Inflammatory Basis of Pulmonary Arterial Hypertension

Implications for Perioperative and Critical Care Medicine

Neil M. Goldenberg, M.D., Ph.D.; Marlene Rabinovitch, M.D.; Benjamin E. Steinberg, M.D., Ph.D.


Anesthesiology. 2019;131(4):898-907. 

In This Article

Immunologic Basis of Pulmonary Arterial Hypertension

A large body of evidence from both human trials and pre-clinical models currently supports the fundamental immunologic underpinnings of pulmonary arterial hypertension, implicating both soluble and cellular immune mediators across the innate and adaptive immune systems.[30]

Cytokines such as tumor necrosis factor and interleukins 1β and -6 are all found in increased concentrations in the blood of pulmonary arterial hypertension patients as compared to controls,[8,31,32] and in some cases, these levels correlate with disease severity. For instance, circulating interleukin-6 serves as a high-fidelity marker of right ventricular dysfunction in pulmonary arterial hypertension[33] and is elevated in almost all human and animal studies of the disease. Other noncanonical immune mediators have similarly been implicated. In particular, the proinflammatory protein high mobility group box-1 is elevated in the lungs and plasma of patients with idiopathic and congenital heart disease–related pulmonary arterial hypertension.[34,35] High mobility group box-1 is notable in that it is able to activate both innate and adaptive immunity pathways.[36] As such, it represents an active area of research in pulmonary arterial hypertension pathogenesis, and its modulation may form the basis for novel therapeutics. To that end, encouraging preclinical work in rodent models of PH has demonstrated that high mobility group box-1 neutralization protects against disease development.[37]

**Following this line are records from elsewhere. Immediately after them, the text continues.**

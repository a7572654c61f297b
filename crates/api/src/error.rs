use axum::http::StatusCode;
use axum::response::{IntoResponse, Response};
use serde_json::json;
use zeus_core::error::CoreError;
use zeus_queue::QueueError;

/// Application-level error type for HTTP handlers.
///
/// Wraps [`CoreError`] for domain errors and adds HTTP-specific variants.
/// Implements [`IntoResponse`] to produce consistent JSON error responses.
#[derive(Debug, thiserror::Error)]
pub enum AppError {
    /// A domain-level error from `zeus_core`.
    #[error(transparent)]
    Core(#[from] CoreError),

    /// A database error from sqlx.
    #[error("Database error: {0}")]
    Database(#[from] sqlx::Error),

    /// A bad request with a human-readable message.
    #[error("Bad request: {0}")]
    BadRequest(String),

    /// An internal error with a human-readable message.
    #[error("Internal error: {0}")]
    InternalError(String),
}

/// Convenience type alias for handler return values.
pub type AppResult<T> = Result<T, AppError>;

impl From<QueueError> for AppError {
    fn from(err: QueueError) -> Self {
        match err {
            QueueError::Unavailable(msg) => AppError::Core(CoreError::QueueUnavailable(msg)),
            QueueError::Protocol(msg) => {
                AppError::InternalError(format!("queue protocol error: {msg}"))
            }
        }
    }
}

impl IntoResponse for AppError {
    fn into_response(self) -> Response {
        let (status, code, message) = match &self {
            // --- CoreError variants ---
            AppError::Core(core) => match core {
                CoreError::InvalidCredentials
                | CoreError::InvalidToken
                | CoreError::TokenExpired
                | CoreError::MalformedClaims => {
                    (StatusCode::UNAUTHORIZED, "UNAUTHORIZED", core.to_string())
                }
                CoreError::PermissionDenied { .. } => {
                    (StatusCode::FORBIDDEN, "FORBIDDEN", core.to_string())
                }
                CoreError::QueueUnavailable(msg) => {
                    tracing::error!(error = %msg, "Job queue unavailable");
                    (
                        StatusCode::BAD_GATEWAY,
                        "QUEUE_UNAVAILABLE",
                        "Job queue is unavailable".to_string(),
                    )
                }
                CoreError::NotFound { entity, id } => (
                    StatusCode::NOT_FOUND,
                    "NOT_FOUND",
                    format!("{entity} {id} not found"),
                ),
            },

            // --- Database errors ---
            AppError::Database(err) => classify_sqlx_error(err),

            // --- HTTP-specific errors ---
            AppError::BadRequest(msg) => (StatusCode::BAD_REQUEST, "BAD_REQUEST", msg.clone()),
            AppError::InternalError(msg) => {
                tracing::error!(error = %msg, "Internal error");
                (
                    StatusCode::INTERNAL_SERVER_ERROR,
                    "INTERNAL_ERROR",
                    "An internal error occurred".to_string(),
                )
            }
        };

        let body = json!({
            "error": message,
            "code": code,
        });

        (status, axum::Json(body)).into_response()
    }
}

/// Classify a sqlx error into an HTTP status, error code, and message.
///
/// - `RowNotFound` maps to 404.
/// - Unique constraint violations (constraint name starting with `uq_`) map to 409.
/// - Everything else maps to 500 with a sanitized message.
fn classify_sqlx_error(err: &sqlx::Error) -> (StatusCode, &'static str, String) {
    match err {
        sqlx::Error::RowNotFound => (
            StatusCode::NOT_FOUND,
            "NOT_FOUND",
            "Resource not found".to_string(),
        ),
        sqlx::Error::Database(db_err) => {
            // PostgreSQL unique constraint violation: error code 23505
            if db_err.code().as_deref() == Some("23505") {
                let constraint = db_err.constraint().unwrap_or("unknown");
                if constraint.starts_with("uq_") {
                    return (
                        StatusCode::CONFLICT,
                        "CONFLICT",
                        format!("Duplicate value violates unique constraint: {constraint}"),
                    );
                }
            }
            tracing::error!(error = %db_err, "Database error");
            (
                StatusCode::INTERNAL_SERVER_ERROR,
                "INTERNAL_ERROR",
                "An internal error occurred".to_string(),
            )
        }
        other => {
            tracing::error!(error = %other, "Database error");
            (
                StatusCode::INTERNAL_SERVER_ERROR,
                "INTERNAL_ERROR",
                "An internal error occurred".to_string(),
            )
        }
    }
}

Immune cells are also important drivers of pulmonary arterial hypertension. A broad histopathologic survey of lungs from patients with pulmonary arterial hypertension demonstrated significant perivascular and interstitial inflammation with immune cell infiltration, regardless of the cause of pulmonary arterial hypertension.[38] The immune cell types that circulate and infiltrate the lungs of patients with pulmonary arterial hypertension include B and T lymphocytes,[39–43] macrophages,[43] neutrophils,[44–46] dendritic cells,[7,43] and mast cells.[7,43] Interestingly, patients with pulmonary arterial hypertension have a different immune cellular landscape in their lungs as compared with those of control patients, which suggests a shift toward the adaptive immune system. Recruited immune cells not only represent a potential source of local and circulating cytokines, but also directly contribute to pulmonary vascular remodeling. The abnormal pulmonary adventitia and vessels can also secrete proinflammatory molecules that activate immune cells,[47] further amplifying this process. Taken together, positive feedback loops propagate inflammation within the vessel wall and perpetuate the vasculopathy of pulmonary arterial hypertension.

The immunologic basis of pulmonary arterial hypertension development continues to evolve as the disease itself progresses. Later in the course of the disease, the adaptive immune system grows in influence and a more complex network of immune reactions develops within the vessel wall. The importance of adaptive immunity in pulmonary arterial hypertension has been further highlighted in several recent preclinical studies.[48,49] Yet, the importance of adaptive immunity in clinical disease is not a new concept. More than two decades ago, idiopathic pulmonary arterial hypertension was speculated to represent an autoimmune disease.[50] This notion has since gained increasing traction. The lungs of patients with pulmonary arterial hypertension contain bronchus-associated lymphoid tissue[51] and tertiary lymphoid tissue[52] capable of producing autoantibodies in a self-sustained fashion. Although the importance of autoimmunity in pulmonary arterial hypertension may have been anticipated in connective tissue disease and other rheumatologic illnesses, it is unexpected to find self-reactive antibodies in patients with pulmonary arterial hypertension resulting from nonimmunologic disease states. Yet, as many as 60% of patients with idiopathic pulmonary arterial hypertension had circulating autoantibodies,[50] as do even a proportion of patients with congenital heart disease–related pulmonary arterial hypertension.[53] The antivascular autoantibodies that are produced in this tissue will be made in a self-sustained fashion in a germinal center.[52] Therefore, tissue destruction and inflammation can continue in the absence of the initial immune stimulus. This, along with epigenetic changes in parenchymal cells,[54] may well form the basis for the chronic, progressive nature of pulmonary arterial hypertension.